Racial Formation in the 21st Century Symposium
April 17-18, 2009
University of Oregon, Eugene, OR
Professors Howard Winant (UC Santa Barbara) and Michael Omi (UC Berkeley) will headline a groundbreaking symposium addressing the theories, politics and practices of racial formation. The two-day program includes a plenary session featuring Omi and Winant, keynote addresses by Eduardo Bonilla-Silva (Duke) and Devon Carbado (UCLA), and four other sessions which bring together 15 leading scholars from a wide range of disciplines.
The symposium is organized in anticipation of the upcoming 25th anniversary of the first publication of Omi and Winant’s landmark book
Racial Formation in the United States: From the 1960s to the 1990s.
Omi and Winant's work—influential to a generation of scholars across the social sciences and humanities—will serve as the point of departure for a series of panels and presentations exploring the past, present and future of racial formation.

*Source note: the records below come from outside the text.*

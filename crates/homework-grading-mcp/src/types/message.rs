//! JSON-RPC 2.0 envelopes exchanged over the stdio channel.

use serde::{Deserialize, Serialize};
use serde_json::Value;

pub const JSONRPC_VERSION: &str = "2.0";

/// Request identifier: string, integer, or null.
#[derive(Debug, Clone, PartialEq, Serialize, Deserialize)]
#[serde(untagged)]
pub enum RequestId {
    String(String),
    Number(i64),
    Null,
}

impl std::fmt::Display for RequestId {
    fn fmt(&self, f: &mut std::fmt::Formatter<'_>) -> std::fmt::Result {
        match self {
            RequestId::String(s) => write!(f, "{s}"),
            RequestId::Number(n) => write!(f, "{n}"),
            RequestId::Null => write!(f, "null"),
        }
    }
}

#[derive(Debug, Clone, Serialize, Deserialize)]
pub struct JsonRpcRequest {
    pub jsonrpc: String,
    pub id: RequestId,
    pub method: String,
    #[serde(default, skip_serializing_if = "Option::is_none")]
    pub params: Option<Value>,
}

#[derive(Debug, Clone, Serialize, Deserialize)]
pub struct JsonRpcResponse {
    pub jsonrpc: String,
    pub id: RequestId,
    pub result: Value,
}

#[derive(Debug, Clone, Serialize, Deserialize)]
pub struct JsonRpcError {
    pub jsonrpc: String,
    pub id: RequestId,
    pub error: JsonRpcErrorObject,
}

#[derive(Debug, Clone, Serialize, Deserialize)]
pub struct JsonRpcErrorObject {
    pub code: i32,
    pub message: String,
    #[serde(default, skip_serializing_if = "Option::is_none")]
    pub data: Option<Value>,
}

/// A message without an id; never answered.
#[derive(Debug, Clone, Serialize, Deserialize)]
pub struct JsonRpcNotification {
    pub jsonrpc: String,
    pub method: String,
    #[serde(default, skip_serializing_if = "Option::is_none")]
    pub params: Option<Value>,
}

/// Any inbound or outbound JSON-RPC message.
///
/// Variant order matters for untagged matching: a request needs an `id`,
/// so id-less method calls fall through to `Notification`.
#[derive(Debug, Clone, Serialize, Deserialize)]
#[serde(untagged)]
pub enum JsonRpcMessage {
    Request(JsonRpcRequest),
    Response(JsonRpcResponse),
    Error(JsonRpcError),
    Notification(JsonRpcNotification),
}

impl JsonRpcResponse {
    pub fn new(id: RequestId, result: Value) -> Self {
        Self {
            jsonrpc: JSONRPC_VERSION.to_string(),
            id,
            result,
        }
    }
}

impl JsonRpcError {
    pub fn new(id: RequestId, code: i32, message: String) -> Self {
        Self {
            jsonrpc: JSONRPC_VERSION.to_string(),
            id,
            error: JsonRpcErrorObject {
                code,
                message,
                data: None,
            },
        }
    }
}

#[cfg(test)]
mod tests {
    use super::*;
    use serde_json::json;

    #[test]
    fn test_request_vs_notification() {
        let req: JsonRpcMessage =
            serde_json::from_value(json!({"jsonrpc": "2.0", "id": 1, "method": "tools/list"}))
                .unwrap();
        assert!(matches!(req, JsonRpcMessage::Request(_)));

        let notif: JsonRpcMessage =
            serde_json::from_value(json!({"jsonrpc": "2.0", "method": "initialized"})).unwrap();
        assert!(matches!(notif, JsonRpcMessage::Notification(_)));
    }

    #[test]
    fn test_string_ids_survive() {
        let req: JsonRpcRequest =
            serde_json::from_value(json!({"jsonrpc": "2.0", "id": "abc", "method": "ping"}))
                .unwrap();
        assert_eq!(req.id, RequestId::String("abc".to_string()));
        assert_eq!(req.id.to_string(), "abc");
    }
}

The panels will examine a diverse set of locations and times: from the plantations of Colonial Virginia to the Rastafarian communities of Western Jamaica in the 1990s to the prisons of Abu Ghraib today. Speakers will explore the ways race is constructed, inhabited, and transformed and will discuss contemporary policy questions; such as conceptions of race in biomedical research. The panels will offer fresh perspectives on social movements, such as the diverse origins and membership of the United Farm Workers in the 1960s. And they will consider a range of provocative theoretical frameworks—Native studies, feminist theories, critical race studies--to depict the various ways that struggles over land, identity, bodies and nationhood articulate racial meaning and power.
The symposium is free and open to the public.
No advance registration is required.